— Task description —
Copy each line below that includes "DangerZone".

— Collected data entries —
#[async_trait]
impl FlightStore for ScyllaStore {
    async fn insert_session(&self, session: &FlightSession) -> DbResult<()> {
        let stats = serde_json::to_string(&session.stats).map_err(DbError::serialization)?;

        // Session row first so the key row never points at a missing session
        let cql = format!(
            "INSERT INTO flight_sessions ({SESSION_COLUMNS}) VALUES (?, ?, ?, ?, ?, ?, ?, ?, ?, ?, ?)"
        );
        self.execute(
            "insert_session",
            &cql,
            (
                session.id.0,
                session.drone_id.as_str(),
                session.operator_id.as_str(),
                session.session_key.as_str(),
                millis(session.started_at),
                session.ended_at.map(millis),
                session.status.as_str(),
                stats.as_str(),
                session.health_score,
                millis(session.created_at),
                millis(session.updated_at),
            ),
        )
        .await?;

        self.execute(
            "claim_session_key",
            "INSERT INTO flight_sessions_by_key (operator_id, session_key, session_id) \
             VALUES (?, ?, ?) IF NOT EXISTS",
            (
                session.operator_id.as_str(),
                session.session_key.as_str(),
                session.id.0,
            ),
        )
        .await?;

        let owner = self
            .execute(
                "read_session_key",
                "SELECT session_id FROM flight_sessions_by_key WHERE operator_id = ? AND session_key = ?",
                (session.operator_id.as_str(), session.session_key.as_str()),
            )
            .await?;
        let winner = rows::<(Uuid,)>(owner)?.into_iter().next().map(|(id,)| id);

        if winner != Some(session.id.0) {
            self.execute(
                "discard_session",
                "DELETE FROM flight_sessions WHERE session_id = ?",
                (session.id.0,),
            )
            .await?;
            return Err(DbError::duplicate(format!(
                "session key {} for operator {}",
                session.session_key, session.operator_id
            )));
        }

        Ok(())
    }

    async fn get_session(&self, id: &SessionId) -> DbResult<Option<FlightSession>> {
        self.fetch_session(id.0).await
    }

    async fn find_session_by_key(
        &self,
        operator_id: &OperatorId,
        session_key: &str,
    ) -> DbResult<Option<FlightSession>> {
        let result = self
            .execute(
                "find_session_by_key",
                "SELECT session_id FROM flight_sessions_by_key WHERE operator_id = ? AND session_key = ?",
                (operator_id.as_str(), session_key),
            )
            .await?;

        match rows::<(Uuid,)>(result)?.into_iter().next() {
            Some((id,)) => self.fetch_session(id).await,
            None => Ok(None),
        }
    }

    async fn transition_status(
        &self,
        id: &SessionId,
        status: SessionStatus,
        ended_at: DateTime<Utc>,
        final_stats: Option<FlightStats>,
    ) -> DbResult<StatusTransition> {
        let ended_ms = millis(ended_at);
        match final_stats {
            Some(stats) => {
                let json = serde_json::to_string(&stats).map_err(DbError::serialization)?;
                self.execute(
                    "transition_status",
                    "UPDATE flight_sessions SET status = ?, ended_at = ?, stats = ?, updated_at = ? \
                     WHERE session_id = ? IF status = 'active'",
                    (status.as_str(), ended_ms, json.as_str(), millis(Utc::now()), id.0),
                )
                .await?;
            }
            None => {
                self.execute(
                    "transition_status",
                    "UPDATE flight_sessions SET status = ?, ended_at = ?, updated_at = ? \
                     WHERE session_id = ? IF status = 'active'",
                    (status.as_str(), ended_ms, millis(Utc::now()), id.0),
                )
                .await?;
            }
        }

        // Conditional updates only report [applied]; re-read to see who won
        let session = self
            .fetch_session(id.0)
            .await?
            .ok_or_else(|| DbError::not_found(format!("flight session {id}")))?;

        let applied = session.status == status
            && session.ended_at.map(millis) == Some(ended_ms);
        if applied {
            Ok(StatusTransition::Applied(session))
        } else {
            Ok(StatusTransition::Rejected(session.status))
        }
    }

    async fn update_stats(&self, id: &SessionId, stats: &FlightStats) -> DbResult<bool> {
        let json = serde_json::to_string(stats).map_err(DbError::serialization)?;
        self.execute(
            "update_stats",
            "UPDATE flight_sessions SET stats = ?, updated_at = ? \
             WHERE session_id = ? IF status = 'active'",
            (json.as_str(), millis(Utc::now()), id.0),
        )
        .await?;

        let session = self
            .fetch_session(id.0)
            .await?
            .ok_or_else(|| DbError::not_found(format!("flight session {id}")))?;
        Ok(session.is_active())
    }

    async fn active_sessions(&self) -> DbResult<Vec<FlightSession>> {
        let cql = format!("SELECT {SESSION_COLUMNS} FROM flight_sessions WHERE status = 'active'");
        let result = self.execute("active_sessions", &cql, ()).await?;
        rows::<SessionRow>(result)?
            .into_iter()
            .map(session_from_row)
            .collect()
    }

    async fn insert_points(&self, points: &[TelemetryPoint]) -> DbResult<()> {
        let cql = format!(
            "INSERT INTO telemetry_points ({POINT_COLUMNS}) VALUES (?, ?, ?, ?, ?, ?, ?, ?, ?, ?, ?, ?, ?)"
        );

        for chunk in points.chunks(POINT_BATCH_SIZE) {
            let mut batch = Batch::new(BatchType::Unlogged);
            let mut values = Vec::with_capacity(chunk.len());
            for point in chunk {
                let raw = if point.raw.is_null() {
                    None
                } else {
                    Some(serde_json::to_string(&point.raw).map_err(DbError::serialization)?)
                };
                batch.append_statement(cql.as_str());
                values.push((
                    point.session_id.0,
                    millis(point.timestamp),
                    point.id,
                    point.drone_id.0.clone(),
                    point.latitude,
                    point.longitude,
                    point.altitude_meters,
                    point.speed_mps,
                    point.heading_degrees,
                    point.battery_percent,
                    point.flight_mode.clone(),
                    point.armed,
                    raw,
                ));
            }

            let session = &self.session;
            let batch = &batch;
            self.retry
                .run("insert_points", || {
                    let values = values.clone();
                    async move { session.batch(batch, values).await.map_err(classify) }
                })
                .await?;
        }

        Ok(())
    }

    async fn points_for_session(&self, id: &SessionId) -> DbResult<Vec<TelemetryPoint>> {
        let cql = format!(
            "SELECT {POINT_COLUMNS} FROM telemetry_points WHERE session_id = ? ORDER BY timestamp ASC"
        );
        let result = self.execute("points_for_session", &cql, (id.0,)).await?;
        rows::<PointRow>(result)?
            .into_iter()
            .map(point_from_row)
            .collect()
    }

    async fn last_point_at(&self, id: &SessionId) -> DbResult<Option<DateTime<Utc>>> {
        let result = self
            .execute(
                "last_point_at",
                "SELECT timestamp FROM telemetry_points WHERE session_id = ? \
                 ORDER BY timestamp DESC LIMIT 1",
                (id.0,),
            )
            .await?;

        rows::<(i64,)>(result)?
            .into_iter()
            .next()
            .map(|(ts,)| from_millis(ts))
            .transpose()
    }

    async fn insert_zone(&self, zone: &DangerZone) -> DbResult<()> {
        self.write_zone("insert_zone", zone).await
    }

    async fn update_zone(&self, zone: &DangerZone) -> DbResult<()> {
        if self.get_zone(&zone.id).await?.is_none() {
            return Err(DbError::not_found(format!("danger zone {}", zone.id)));
        }
        self.write_zone("update_zone", zone).await
    }

    async fn delete_zone(&self, id: &ZoneId) -> DbResult<bool> {
        let existed = self.get_zone(id).await?.is_some();
        if existed {
            self.execute(
                "delete_zone",
                "DELETE FROM danger_zones WHERE zone_id = ?",
                (id.0,),
            )
            .await?;
        }
        Ok(existed)
    }

    async fn get_zone(&self, id: &ZoneId) -> DbResult<Option<DangerZone>> {
        let cql = format!("SELECT {ZONE_COLUMNS} FROM danger_zones WHERE zone_id = ?");
        let result = self.execute("get_zone", &cql, (id.0,)).await?;
        rows::<ZoneRow>(result)?
            .into_iter()
            .next()
            .map(zone_from_row)
            .transpose()
    }

    async fn active_zones(&self, scope: &ZoneScope) -> DbResult<Vec<DangerZone>> {
        // Zone counts are small and cached upstream; filter in process
        let cql = format!("SELECT {ZONE_COLUMNS} FROM danger_zones");
        let result = self.execute("active_zones", &cql, ()).await?;

        let mut zones = Vec::new();
        for row in rows::<ZoneRow>(result)? {
            match zone_from_row(row) {
                Ok(zone) if zone.active && scope.includes(&zone) => zones.push(zone),
                Ok(_) => {}
                Err(e) => warn!(error = %e, "Skipping unreadable danger zone row"),
            }
        }
        Ok(zones)
    }

    async fn insert_violation(&self, violation: &ZoneViolation) -> DbResult<()> {
        self.execute(
            "claim_open_violation",
            "INSERT INTO open_zone_violations (session_id, zone_id, violation_id) \
             VALUES (?, ?, ?) IF NOT EXISTS",
            (violation.session_id.0, violation.zone_id.0, violation.id),
        )
        .await?;

        let owner = self
            .execute(
                "read_open_violation",
                "SELECT violation_id FROM open_zone_violations WHERE session_id = ? AND zone_id = ?",
                (violation.session_id.0, violation.zone_id.0),
            )
            .await?;
        let winner = rows::<(Uuid,)>(owner)?.into_iter().next().map(|(id,)| id);
        if winner != Some(violation.id) {
            return Err(DbError::duplicate(format!(
                "open violation for session {} zone {}",
                violation.session_id, violation.zone_id
            )));
        }

        self.write_violation("insert_violation", violation).await
    }

    async fn update_violation(&self, violation: &ZoneViolation) -> DbResult<()> {
        self.write_violation("update_violation", violation).await?;

        if !violation.is_open() {
            self.execute(
                "release_open_violation",
                "DELETE FROM open_zone_violations WHERE session_id = ? AND zone_id = ? \
                 IF violation_id = ?",
                (violation.session_id.0, violation.zone_id.0, violation.id),
            )
            .await?;
        }
        Ok(())
    }

    async fn open_violations(&self, session_id: &SessionId) -> DbResult<Vec<ZoneViolation>> {
        Ok(self
            .violations_for_session(session_id)
            .await?
            .into_iter()
            .filter(ZoneViolation::is_open)
            .collect())
    }

    async fn violations_for_session(&self, session_id: &SessionId) -> DbResult<Vec<ZoneViolation>> {
        let cql = format!("SELECT {VIOLATION_COLUMNS} FROM zone_violations WHERE session_id = ?");
        let result = self.execute("violations_for_session", &cql, (session_id.0,)).await?;
        let mut violations = rows::<ViolationRow>(result)?
            .into_iter()
            .map(violation_from_row)
            .collect::<DbResult<Vec<_>>>()?;
        violations.sort_by_key(|v| v.entered_at);
        Ok(violations)
    }

    async fn append_risk_event(&self, event: &RiskEvent) -> DbResult<()> {
        self.execute(
            "append_risk_event",
            "INSERT INTO risk_events (session_id, timestamp, event_id, event_type, severity, message) \
             VALUES (?, ?, ?, ?, ?, ?)",
            (
                event.session_id.0,
                millis(event.timestamp),
                event.id,
                event.kind.as_str(),
                event.severity.as_str(),
                event.message.as_str(),
            ),
        )
        .await?;
        Ok(())
    }

    async fn risk_events(&self, session_id: &SessionId) -> DbResult<Vec<RiskEvent>> {
        let result = self
            .execute(
                "risk_events",
                "SELECT session_id, timestamp, event_id, event_type, severity, message \
                 FROM risk_events WHERE session_id = ?",
                (session_id.0,),
            )
            .await?;
        rows::<RiskEventRow>(result)?
            .into_iter()
            .map(risk_event_from_row)
            .collect()
    }

    async fn health_check(&self) -> DbResult<bool> {
        match self
            .session
            .query_unpaged("SELECT now() FROM system.local", &[])
            .await
        {
            Ok(_) => Ok(true),
            Err(e) => {
                warn!("Database health check failed: {}", e);
                Ok(false)
            }
        }
    }
}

— Task result —
    async fn insert_zone(&self, zone: &DangerZone) -> DbResult<()> {
    async fn update_zone(&self, zone: &DangerZone) -> DbResult<()> {
    async fn get_zone(&self, id: &ZoneId) -> DbResult<Option<DangerZone>> {
    async fn active_zones(&self, scope: &ZoneScope) -> DbResult<Vec<DangerZone>> {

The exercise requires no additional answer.